=== EXTRACTED MATERIAL ===
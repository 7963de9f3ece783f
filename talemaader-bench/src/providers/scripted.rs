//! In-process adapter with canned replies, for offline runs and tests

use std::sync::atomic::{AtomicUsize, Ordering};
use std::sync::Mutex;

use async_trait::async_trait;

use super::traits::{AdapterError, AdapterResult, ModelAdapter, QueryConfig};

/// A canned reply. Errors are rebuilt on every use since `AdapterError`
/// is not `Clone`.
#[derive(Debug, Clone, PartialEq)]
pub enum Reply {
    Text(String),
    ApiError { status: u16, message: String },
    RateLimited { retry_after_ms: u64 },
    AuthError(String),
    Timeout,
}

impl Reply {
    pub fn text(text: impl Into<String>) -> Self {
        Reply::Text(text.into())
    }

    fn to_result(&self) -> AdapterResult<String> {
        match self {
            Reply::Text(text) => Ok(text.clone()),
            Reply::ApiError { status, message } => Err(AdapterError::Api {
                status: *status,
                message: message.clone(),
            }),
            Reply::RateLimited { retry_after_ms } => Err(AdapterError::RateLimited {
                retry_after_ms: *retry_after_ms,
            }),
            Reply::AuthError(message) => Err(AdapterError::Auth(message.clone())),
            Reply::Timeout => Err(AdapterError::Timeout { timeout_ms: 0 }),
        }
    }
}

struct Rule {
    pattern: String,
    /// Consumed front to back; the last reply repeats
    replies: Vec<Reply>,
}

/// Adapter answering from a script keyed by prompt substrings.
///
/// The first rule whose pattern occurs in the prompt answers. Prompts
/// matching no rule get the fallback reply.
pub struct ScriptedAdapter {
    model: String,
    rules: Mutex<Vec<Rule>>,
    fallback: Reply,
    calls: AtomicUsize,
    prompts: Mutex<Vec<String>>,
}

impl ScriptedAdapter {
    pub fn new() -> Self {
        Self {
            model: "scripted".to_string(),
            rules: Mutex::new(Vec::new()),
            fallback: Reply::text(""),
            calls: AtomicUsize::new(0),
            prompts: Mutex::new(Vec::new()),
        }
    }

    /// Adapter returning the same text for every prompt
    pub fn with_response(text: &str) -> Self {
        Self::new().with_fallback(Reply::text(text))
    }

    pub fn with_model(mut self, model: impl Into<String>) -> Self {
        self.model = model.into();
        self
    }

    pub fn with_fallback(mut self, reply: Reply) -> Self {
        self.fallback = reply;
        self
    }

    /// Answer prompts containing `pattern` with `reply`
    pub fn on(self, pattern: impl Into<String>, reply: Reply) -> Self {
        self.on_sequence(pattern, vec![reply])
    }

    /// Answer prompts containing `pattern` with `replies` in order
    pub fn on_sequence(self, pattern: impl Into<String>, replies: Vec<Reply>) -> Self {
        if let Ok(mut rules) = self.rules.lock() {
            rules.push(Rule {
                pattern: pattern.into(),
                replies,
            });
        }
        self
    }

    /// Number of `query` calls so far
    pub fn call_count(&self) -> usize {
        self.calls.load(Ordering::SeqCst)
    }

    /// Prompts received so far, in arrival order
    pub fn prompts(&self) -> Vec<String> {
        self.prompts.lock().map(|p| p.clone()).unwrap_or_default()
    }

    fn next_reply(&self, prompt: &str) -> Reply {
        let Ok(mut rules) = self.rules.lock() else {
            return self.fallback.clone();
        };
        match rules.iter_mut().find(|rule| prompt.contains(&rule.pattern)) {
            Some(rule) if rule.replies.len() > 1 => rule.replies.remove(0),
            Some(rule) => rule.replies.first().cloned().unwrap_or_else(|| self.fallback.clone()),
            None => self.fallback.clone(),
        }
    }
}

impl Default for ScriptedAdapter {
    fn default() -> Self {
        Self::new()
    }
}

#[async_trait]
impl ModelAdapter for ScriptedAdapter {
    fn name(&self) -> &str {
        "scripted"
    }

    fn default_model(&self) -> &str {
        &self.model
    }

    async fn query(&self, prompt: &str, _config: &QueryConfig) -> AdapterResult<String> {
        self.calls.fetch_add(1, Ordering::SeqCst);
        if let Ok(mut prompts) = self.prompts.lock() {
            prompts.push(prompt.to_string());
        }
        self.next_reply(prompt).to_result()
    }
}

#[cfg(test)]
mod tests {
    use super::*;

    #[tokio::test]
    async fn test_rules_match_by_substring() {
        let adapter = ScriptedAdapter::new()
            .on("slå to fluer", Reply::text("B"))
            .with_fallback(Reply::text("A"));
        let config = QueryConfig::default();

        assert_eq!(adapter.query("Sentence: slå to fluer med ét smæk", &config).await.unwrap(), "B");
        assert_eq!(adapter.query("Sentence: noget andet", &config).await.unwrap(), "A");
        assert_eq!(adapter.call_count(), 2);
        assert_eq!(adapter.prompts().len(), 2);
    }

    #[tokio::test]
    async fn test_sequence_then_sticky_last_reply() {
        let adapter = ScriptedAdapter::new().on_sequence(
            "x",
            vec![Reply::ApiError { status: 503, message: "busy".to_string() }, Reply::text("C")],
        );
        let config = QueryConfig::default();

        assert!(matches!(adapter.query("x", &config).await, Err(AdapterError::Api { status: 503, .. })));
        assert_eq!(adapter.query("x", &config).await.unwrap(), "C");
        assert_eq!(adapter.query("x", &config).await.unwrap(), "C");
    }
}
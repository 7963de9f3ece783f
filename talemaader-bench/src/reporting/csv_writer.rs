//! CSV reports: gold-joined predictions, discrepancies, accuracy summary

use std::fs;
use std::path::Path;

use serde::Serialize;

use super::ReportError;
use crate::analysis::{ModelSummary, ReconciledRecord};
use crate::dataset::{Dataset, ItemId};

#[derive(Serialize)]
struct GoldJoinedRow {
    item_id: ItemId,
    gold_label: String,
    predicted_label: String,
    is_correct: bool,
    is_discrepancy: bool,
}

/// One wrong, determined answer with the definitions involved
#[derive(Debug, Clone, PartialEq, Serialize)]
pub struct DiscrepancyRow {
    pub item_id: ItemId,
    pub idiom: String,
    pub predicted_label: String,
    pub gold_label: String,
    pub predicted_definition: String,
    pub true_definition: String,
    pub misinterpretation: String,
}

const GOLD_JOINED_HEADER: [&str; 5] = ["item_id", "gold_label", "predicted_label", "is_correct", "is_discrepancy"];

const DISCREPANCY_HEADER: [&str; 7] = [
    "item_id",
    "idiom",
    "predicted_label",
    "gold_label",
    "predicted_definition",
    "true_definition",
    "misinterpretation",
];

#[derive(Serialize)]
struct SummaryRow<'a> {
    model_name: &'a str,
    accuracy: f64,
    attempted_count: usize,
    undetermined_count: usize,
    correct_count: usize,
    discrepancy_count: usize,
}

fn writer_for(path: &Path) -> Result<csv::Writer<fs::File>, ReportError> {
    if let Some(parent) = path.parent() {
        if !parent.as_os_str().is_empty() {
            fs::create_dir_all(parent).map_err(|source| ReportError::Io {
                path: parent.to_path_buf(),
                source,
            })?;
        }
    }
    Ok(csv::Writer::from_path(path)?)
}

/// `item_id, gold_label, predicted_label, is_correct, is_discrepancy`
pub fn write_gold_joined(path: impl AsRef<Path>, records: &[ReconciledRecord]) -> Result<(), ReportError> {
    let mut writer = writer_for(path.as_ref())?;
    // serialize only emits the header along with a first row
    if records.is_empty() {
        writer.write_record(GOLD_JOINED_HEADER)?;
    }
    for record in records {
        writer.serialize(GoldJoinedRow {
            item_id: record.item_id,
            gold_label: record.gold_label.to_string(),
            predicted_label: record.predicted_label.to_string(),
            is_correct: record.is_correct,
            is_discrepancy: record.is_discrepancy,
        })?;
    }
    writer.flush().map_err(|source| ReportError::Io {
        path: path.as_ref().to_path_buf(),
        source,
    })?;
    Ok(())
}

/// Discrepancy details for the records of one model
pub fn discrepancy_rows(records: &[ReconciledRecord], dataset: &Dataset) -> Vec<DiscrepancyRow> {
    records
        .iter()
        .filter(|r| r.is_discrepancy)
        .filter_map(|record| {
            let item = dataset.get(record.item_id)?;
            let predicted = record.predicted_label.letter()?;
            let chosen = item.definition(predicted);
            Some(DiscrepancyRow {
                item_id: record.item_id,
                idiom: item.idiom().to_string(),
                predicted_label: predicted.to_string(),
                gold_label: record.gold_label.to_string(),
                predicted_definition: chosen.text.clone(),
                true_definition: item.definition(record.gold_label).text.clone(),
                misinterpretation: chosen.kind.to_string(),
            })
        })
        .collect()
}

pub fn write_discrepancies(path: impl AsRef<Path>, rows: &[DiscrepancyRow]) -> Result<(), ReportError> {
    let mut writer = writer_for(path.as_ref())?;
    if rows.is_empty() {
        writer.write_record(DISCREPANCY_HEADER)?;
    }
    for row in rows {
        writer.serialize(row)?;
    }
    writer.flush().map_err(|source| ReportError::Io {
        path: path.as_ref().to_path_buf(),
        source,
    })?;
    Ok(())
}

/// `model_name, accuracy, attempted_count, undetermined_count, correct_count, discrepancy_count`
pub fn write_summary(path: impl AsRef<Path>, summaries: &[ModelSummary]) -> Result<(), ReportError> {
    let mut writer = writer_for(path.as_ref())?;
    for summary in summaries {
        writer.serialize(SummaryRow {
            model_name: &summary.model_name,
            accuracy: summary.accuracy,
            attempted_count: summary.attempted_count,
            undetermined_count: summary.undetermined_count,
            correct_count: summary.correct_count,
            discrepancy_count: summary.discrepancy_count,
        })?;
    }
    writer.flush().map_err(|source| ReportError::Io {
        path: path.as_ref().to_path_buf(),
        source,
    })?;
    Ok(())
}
===
- WHAT YOU NEED TO DO -
Read the listing. Report every line that includes the word "Timeout".

- ANSWER -
    Timeout,
            Reply::Timeout => Err(AdapterError::Timeout { timeout_ms: 0 }),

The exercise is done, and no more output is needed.